*** DATA LISTING ***

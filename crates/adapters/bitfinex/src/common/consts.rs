// -------------------------------------------------------------------------------------------------
//  Copyright (C) 2015-2025 Nautech Systems Pty Ltd. All rights reserved.
//  https://nautechsystems.io
//
//  Licensed under the GNU Lesser General Public License Version 3.0 (the "License");
//  You may not use this file except in compliance with the License.
//  You may obtain a copy of the License at https://www.gnu.org/licenses/lgpl-3.0.en.html
//
//  Unless required by applicable law or agreed to in writing, software
//  distributed under the License is distributed on an "AS IS" BASIS,
//  WITHOUT WARRANTIES OR CONDITIONS OF ANY KIND, either express or implied.
//  See the License for the specific language governing permissions and
//  limitations under the License.
// -------------------------------------------------------------------------------------------------


//! Core constants shared across the Bitfinex adapter components.

pub const BITFINEX: &str = "BITFINEX";

pub const BITFINEX_PUBLIC_HTTP_URL: &str = "https://api-pub.bitfinex.com";
pub const BITFINEX_PRIVATE_HTTP_URL: &str = "https://api.bitfinex.com";

pub const BITFINEX_API_KEY_VAR: &str = "BITFINEX_API_KEY";
pub const BITFINEX_API_SECRET_VAR: &str = "BITFINEX_API_SECRET";

pub const BITFINEX_HEADER_NONCE: &str = "bfx-nonce";
pub const BITFINEX_HEADER_API_KEY: &str = "bfx-apikey";
pub const BITFINEX_HEADER_SIGNATURE: &str = "bfx-signature";

/// Prefix prepended to the request path in the signed payload.
pub const BITFINEX_SIGNATURE_PREFIX: &str = "/api";

/// Page size used by the history walkers when the caller does not set `limit`.
pub const BITFINEX_HISTORY_PAGE_LIMIT: u64 = 2_500;

/// Position of `MTS_CREATE` in an order row.
pub const BITFINEX_ORDER_MTS_INDEX: usize = 4;
/// Position of `MTS_CREATE` in a trade row.
pub const BITFINEX_TRADE_MTS_INDEX: usize = 2;
// -------------------------------------------------------------------------------------------------
//  Copyright (C) 2015-2025 Nautech Systems Pty Ltd. All rights reserved.
//  https://nautechsystems.io
//
//  Licensed under the GNU Lesser General Public License Version 3.0 (the "License");
//  You may not use this file except in compliance with the License.
//  You may obtain a copy of the License at https://www.gnu.org/licenses/lgpl-3.0.en.html
//
//  Unless required by applicable law or agreed to in writing, software
//  distributed under the License is distributed on an "AS IS" BASIS,
//  WITHOUT WARRANTIES OR CONDITIONS OF ANY KIND, either express or implied.
//  See the License for the specific language governing permissions and
//  limitations under the License.
// -------------------------------------------------------------------------------------------------


//! Configuration for the FTX HTTP client.

use kestrel_core::env::get_or_env_var_opt;
use kestrel_rest::{Credential, RestClientConfig};

use crate::common::consts::{
    FTX_API_KEY_VAR, FTX_API_SECRET_VAR, FTX_HTTP_URL, FTX_SUBACCOUNT_VAR,
};

/// Configuration for [`crate::http::client::FtxHttpClient`].
#[derive(Clone, Default)]
pub struct FtxHttpConfig {
    /// API key; falls back to `FTX_API_KEY` when unset.
    pub api_key: Option<String>,
    /// API secret; falls back to `FTX_API_SECRET` when unset.
    pub api_secret: Option<String>,
    /// Subaccount to scope requests to; falls back to `FTX_SUBACCOUNT` when unset.
    pub subaccount: Option<String>,
    /// Transport and retry settings.
    pub rest: RestClientConfig,
}

impl std::fmt::Debug for FtxHttpConfig {
    fn fmt(&self, f: &mut std::fmt::Formatter<'_>) -> std::fmt::Result {
        f.debug_struct("FtxHttpConfig")
            .field("api_key", &self.api_key)
            .field("api_secret", &self.api_secret.as_ref().map(|_| "<redacted>"))
            .field("subaccount", &self.subaccount)
            .field("rest", &self.rest)
            .finish()
    }
}

impl FtxHttpConfig {
    /// Creates a new configuration with default settings.
    #[must_use]
    pub fn new() -> Self {
        Self::default()
    }

    /// Returns the HTTP base URL.
    #[must_use]
    pub fn http_url(&self) -> String {
        self.rest.base_url_or(FTX_HTTP_URL)
    }

    /// Resolves the credential and subaccount from the configured values or the environment.
    #[must_use]
    pub fn credential(&self) -> Option<Credential> {
        let subaccount = get_or_env_var_opt(self.subaccount.clone(), FTX_SUBACCOUNT_VAR);
        Credential::resolve(
            self.api_key.clone(),
            self.api_secret.clone(),
            FTX_API_KEY_VAR,
            FTX_API_SECRET_VAR,
        )
        .map(|credential| credential.with_subaccount(subaccount))
    }
}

***

WORK REQUEST | Copy the lines above exactly, from the very first through the one containing "Bitfinex adapter components.", and include no other line.

ANSWER BOX |
filename crates/adapters/bitfinex/src/common/consts.rs
// -------------------------------------------------------------------------------------------------
//  Copyright (C) 2015-2025 Nautech Systems Pty Ltd. All rights reserved.
//  https://nautechsystems.io
//
//  Licensed under the GNU Lesser General Public License Version 3.0 (the "License");
//  You may not use this file except in compliance with the License.
//  You may obtain a copy of the License at https://www.gnu.org/licenses/lgpl-3.0.en.html
//
//  Unless required by applicable law or agreed to in writing, software
//  distributed under the License is distributed on an "AS IS" BASIS,
//  WITHOUT WARRANTIES OR CONDITIONS OF ANY KIND, either express or implied.
//  See the License for the specific language governing permissions and
//  limitations under the License.
// -------------------------------------------------------------------------------------------------


//! Core constants shared across the Bitfinex adapter components.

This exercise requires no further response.